In my relationship prior to my health incident, I’ve never felt such an amazing high when my Avoidant partner finally came closer to me. But then I felt more unwanted than trash when she withdrew.
I had never felt so pathetic and insecure in my life.
I craved her love. She’d give me a kiss, only to turn around and bolt the other direction, by shaming me, by calling me crazy or ignoring me altogether. Our unconscious desires for closeness and intimacy in the relationship not only affected our intimacy but impacted all of our conversations.
Psychology calls this the Anxious-Avoidant Trap, or as I like to call it, Lost in the Sea of Love. I felt so alone, I might as well have been stranded in the middle of the Pacific Ocean
I want you to meet Anxious Alex and Avoidant Alli.

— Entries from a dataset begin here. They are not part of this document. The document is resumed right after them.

//! # Treasure Quest
//!
//! Quest progression engine for an educational treasure hunt: players
//! open treasure boxes, answer subject questions with limited attempts,
//! and earn hints toward the next box.
//!
//! ## Architecture
//!
//! ```text
//! ┌─────────────────────────────────────────────────────────────┐
//! │                      TREASURE QUEST                          │
//! ├─────────────────────────────────────────────────────────────┤
//! │  core/              - Deterministic primitives               │
//! │  ├── geometry.rs    - Integer points and rectangles          │
//! │  ├── rng.rs         - Xorshift128+ PRNG, RandomSource        │
//! │  ├── timer.rs       - Virtual-time timer queue               │
//! │  └── hash.rs        - Session state hashing                  │
//! │                                                              │
//! │  game/              - Quest logic (deterministic)            │
//! │  ├── question.rs    - Question catalog                       │
//! │  ├── level.rs       - Level catalog                          │
//! │  ├── catalog.rs     - Content loading and validation         │
//! │  ├── state.rs       - Session state store                    │
//! │  ├── question_engine.rs - Active question and attempts       │
//! │  ├── hint.rs        - Hint dispatch and expiry               │
//! │  ├── input.rs       - Player intents                         │
//! │  ├── events.rs      - Quest events                           │
//! │  └── quest.rs       - Orchestrator                           │
//! │                                                              │
//! │  host.rs            - Async single-writer host (tokio)       │
//! └─────────────────────────────────────────────────────────────┘
//! ```
//!
//! ## Determinism
//!
//! The `core/` and `game/` modules never read the wall clock. Time comes
//! in through [`QuestOrchestrator::tick`], and question picks draw from
//! a seeded [`DeterministicRng`]. The same seed and the same calls give
//! the same session hash.

#![warn(clippy::all)]
#![deny(unsafe_code)]

pub mod core;
pub mod game;
pub mod host;

// Re-export commonly used types
pub use crate::core::geometry::{Point, Rect};
pub use crate::core::rng::{DeterministicRng, RandomSource};
pub use crate::core::timer::Millis;
pub use game::catalog::GameContent;
pub use game::hint::{HintData, HintType};
pub use game::input::InputFrame;
pub use game::quest::{QuestConfig, QuestError, QuestOrchestrator};
pub use game::state::{GameMode, SessionSnapshot};
pub use game::question::Subject;
pub use host::{QuestHandle, QuestHost};

/// Crate version
pub const VERSION: &str = env!("CARGO_PKG_VERSION");

/// Attempts per question
pub const MAX_ATTEMPTS: u8 = 3;

/// Score per correct answer
pub const REWARD_POINTS: u32 = 10;

/// Coins per correct answer in reward mode
pub const COINS_PER_CORRECT: u32 = 10;

/// Interaction reach around the player (world units)
pub const INTERACT_RADIUS: u32 = 60;

/// Delay between a correct answer and its hint (ms)
pub const HINT_DELAY_MS: Millis = 1000;

/// How long a revealed solution stays up (ms)
pub const SOLUTION_DISPLAY_MS: Millis = 3000;

/// Delay between level completion and the results screen (ms)
pub const LEVEL_TRANSITION_MS: Millis = 3000;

Anxious Alex met Avoidant Alli using Okcupid, a popular dating website. After the first few dates, they were happy with each other. Puppy love had taken over, and they adored each other.
As the months passed, Anxious Alex wanted to spend more and more time with Avoidant Alli. He would come over after work and drop everything just to spend time with her. Like most anxious people, Alex was a boyfriend chameleon.
Since Avoidant Alli had become a vegetarian, Alex hopped on the bandwagon too, even though he loved meat. The true motivation, unknown to Alex, is that his low value of himself and intimacy style causes him to accept new identities that his girlfriends already had.
He does this partially because he perceives himself as low value and unworthy of love, and finds her lifestyle/value as more compelling than his own.But the other reason is his fear of being unloved. As a result, he adopts this new value system as an emotional strategy in order to increase intimacy among his partner and him. His real motivation is fear, not love.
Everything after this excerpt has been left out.